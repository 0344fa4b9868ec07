//! Gadget instance identifier types.

use std::fmt::{self, Display, Formatter};
use std::str::FromStr;

use serde::{Deserialize, Serialize};

use crate::Error;

/// Identifier of a gadget execution known to the backend.
///
/// Generated identifiers are 128 bits of randomness rendered as 32 lowercase
/// hex characters. Identifiers reported by the backend are accepted as-is.
#[derive(Clone, Debug, Eq, Hash, PartialEq, Serialize, Deserialize)]
#[serde(transparent)]
pub struct InstanceId(String);

impl InstanceId {
    /// Generates a fresh random identifier.
    #[must_use]
    pub fn random() -> Self {
        Self(hex::encode(rand::random::<[u8; 16]>()))
    }

    /// Wraps an identifier reported by the backend or supplied by a caller.
    ///
    /// # Errors
    ///
    /// Returns [`Error::InvalidInstanceId`] when the identifier is blank.
    pub fn new(id: impl Into<String>) -> crate::Result<Self> {
        let id = id.into();
        let trimmed = id.trim();
        if trimmed.is_empty() {
            return Err(Error::InvalidInstanceId { id });
        }
        Ok(Self(trimmed.to_owned()))
    }

    /// Returns the identifier as a string slice.
    #[must_use]
    pub fn as_str(&self) -> &str {
        &self.0
    }
}

impl Display for InstanceId {
    fn fmt(&self, f: &mut Formatter<'_>) -> fmt::Result {
        f.write_str(&self.0)
    }
}

impl FromStr for InstanceId {
    type Err = Error;

    fn from_str(s: &str) -> Result<Self, Self::Err> {
        Self::new(s)
    }
}

impl From<InstanceId> for String {
    fn from(value: InstanceId) -> Self {
        value.0
    }
}
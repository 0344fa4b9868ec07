//! Tool descriptors and the handler seam.

use std::fmt;
use std::future::Future;
use std::sync::Arc;

use async_trait::async_trait;
use serde::{Deserialize, Serialize};
use serde_json::{Map, Value};

use crate::error::ToolResult;
use crate::hint::ReadOnlyHint;
use crate::schema::InputSchema;

/// Arguments supplied to a tool call.
pub type Arguments = Map<String, Value>;

/// Payload returned to the protocol layer for a tool call.
#[derive(Clone, Debug, PartialEq, Eq, Serialize, Deserialize)]
#[serde(rename_all = "camelCase")]
pub struct ToolResponse {
    text: String,
    #[serde(default)]
    is_error: bool,
}

impl ToolResponse {
    /// Creates a successful text response.
    #[must_use]
    pub fn text(text: impl Into<String>) -> Self {
        Self {
            text: text.into(),
            is_error: false,
        }
    }

    /// Creates an error response shown to the caller.
    #[must_use]
    pub fn error(text: impl Into<String>) -> Self {
        Self {
            text: text.into(),
            is_error: true,
        }
    }

    /// Returns the response text.
    #[must_use]
    pub fn content(&self) -> &str {
        &self.text
    }

    /// Returns `true` for error responses.
    #[must_use]
    pub fn is_error(&self) -> bool {
        self.is_error
    }
}

/// Trait implemented by tool executors.
#[async_trait]
pub trait ToolHandler: Send + Sync {
    /// Handles one call with the supplied arguments.
    async fn call(&self, arguments: Arguments) -> ToolResult<ToolResponse>;
}

#[async_trait]
impl<F, Fut> ToolHandler for F
where
    F: Send + Sync + Fn(Arguments) -> Fut,
    Fut: Future<Output = ToolResult<ToolResponse>> + Send,
{
    async fn call(&self, arguments: Arguments) -> ToolResult<ToolResponse> {
        (self)(arguments).await
    }
}

/// A tool as exposed to the protocol layer.
#[derive(Clone)]
pub struct ToolDescriptor {
    name: String,
    description: String,
    input_schema: Value,
    read_only: ReadOnlyHint,
    handler: Arc<dyn ToolHandler>,
}

impl fmt::Debug for ToolDescriptor {
    fn fmt(&self, f: &mut fmt::Formatter<'_>) -> fmt::Result {
        f.debug_struct("ToolDescriptor")
            .field("name", &self.name)
            .field("read_only", &self.read_only)
            .finish_non_exhaustive()
    }
}

impl ToolDescriptor {
    /// Creates a tool with an empty object schema and no read-only claim.
    #[must_use]
    pub fn new<H>(name: impl Into<String>, description: impl Into<String>, handler: H) -> Self
    where
        H: ToolHandler + 'static,
    {
        Self {
            name: name.into(),
            description: description.into(),
            input_schema: InputSchema::new().into_value(),
            read_only: ReadOnlyHint::Unspecified,
            handler: Arc::new(handler),
        }
    }

    /// Sets the input schema.
    #[must_use]
    pub fn with_input_schema(mut self, schema: impl Into<Value>) -> Self {
        self.input_schema = schema.into();
        self
    }

    /// Sets the read-only hint.
    #[must_use]
    pub fn with_read_only(mut self, hint: ReadOnlyHint) -> Self {
        self.read_only = hint;
        self
    }

    /// Returns the tool name.
    #[must_use]
    pub fn name(&self) -> &str {
        &self.name
    }

    /// Returns the description shown to callers.
    #[must_use]
    pub fn description(&self) -> &str {
        &self.description
    }

    /// Returns the JSON schema of the arguments.
    #[must_use]
    pub fn input_schema(&self) -> &Value {
        &self.input_schema
    }

    /// Returns the read-only hint.
    #[must_use]
    pub fn read_only(&self) -> ReadOnlyHint {
        self.read_only
    }

    /// Invokes the handler.
    ///
    /// # Errors
    ///
    /// Propagates any [`ToolError`](crate::ToolError) returned by the handler.
    pub async fn call(&self, arguments: Arguments) -> ToolResult<ToolResponse> {
        self.handler.call(arguments).await
    }
}
//! Tool surface exposed to the protocol layer.
//!
//! A [`ToolDescriptor`] pairs protocol-facing metadata with a
//! [`ToolHandler`]. The [`ToolRegistry`] owns the authoritative catalog and
//! publishes immutable [`ToolSnapshot`]s to its subscribers whenever tools
//! are registered.

#![warn(missing_docs, clippy::pedantic)]

mod error;
mod handler;
mod hint;
mod registry;
mod schema;

pub use error::{ToolError, ToolResult};
pub use handler::{Arguments, ToolDescriptor, ToolHandler, ToolResponse};
pub use hint::ReadOnlyHint;
pub use registry::{ToolRegistry, ToolSnapshot};
pub use schema::InputSchema;
//! Placeholder tools shown while the gadget backend is not deployed.

use gadget_tools::{Arguments, ToolDescriptor, ToolError, ToolResponse};
use tracing::warn;

use crate::discovery::DiscoveredGadget;

/// Message returned by every placeholder tool.
pub const NOT_DEPLOYED_MESSAGE: &str = "Inspektor Gadget is not deployed, please deploy it using \
     the ig_deploy tool first or if you just deployed it, please restart the ig-mcp-server or MCP \
     gateway to refresh the tool list";

/// Builds one placeholder tool per discovered gadget.
///
/// Tools are named after the last repository path segment of the image;
/// images whose repository name cannot be derived are skipped.
#[must_use]
pub fn ephemeral_tools(gadgets: &[DiscoveredGadget]) -> Vec<ToolDescriptor> {
    gadgets
        .iter()
        .filter_map(|gadget| match gadget.image.repository_name() {
            Ok(name) => Some(ToolDescriptor::new(
                format!("gadget_{}", name.replace(' ', "_")),
                gadget.description.clone(),
                |_args: Arguments| async {
                    Ok::<_, ToolError>(ToolResponse::error(NOT_DEPLOYED_MESSAGE))
                },
            )),
            Err(err) => {
                warn!(image = %gadget.image, error = %err, "failed to extract tool name from image");
                None
            }
        })
        .collect()
}

#[cfg(test)]
mod tests {
    use super::*;
    use gadget_primitives::GadgetRef;
    use gadget_tools::ReadOnlyHint;

    fn gadget(image: &str, description: &str) -> DiscoveredGadget {
        DiscoveredGadget::new(GadgetRef::new(image).unwrap()).with_description(description)
    }

    #[tokio::test]
    async fn stubs_are_named_after_the_repository() {
        let tools = ephemeral_tools(&[
            gadget("ghcr.io/inspektor-gadget/gadget/trace_dns:latest", "Trace DNS"),
            gadget("registry/Bad_Name:latest", "skipped"),
        ]);

        assert_eq!(tools.len(), 1);
        let tool = &tools[0];
        assert_eq!(tool.name(), "gadget_trace_dns");
        assert_eq!(tool.description(), "Trace DNS");
        assert_eq!(tool.read_only(), ReadOnlyHint::Unspecified);

        let response = tool.call(Arguments::new()).await.unwrap();
        assert!(response.is_error());
        assert!(response.content().starts_with("Inspektor Gadget is not deployed"));
    }
}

--------------------------------

Exercise aim - Find and copy every line in the entries above where the string "InvalidInstanceId" occurs.

Task result -
    /// Returns [`Error::InvalidInstanceId`] when the identifier is blank.
            return Err(Error::InvalidInstanceId { id });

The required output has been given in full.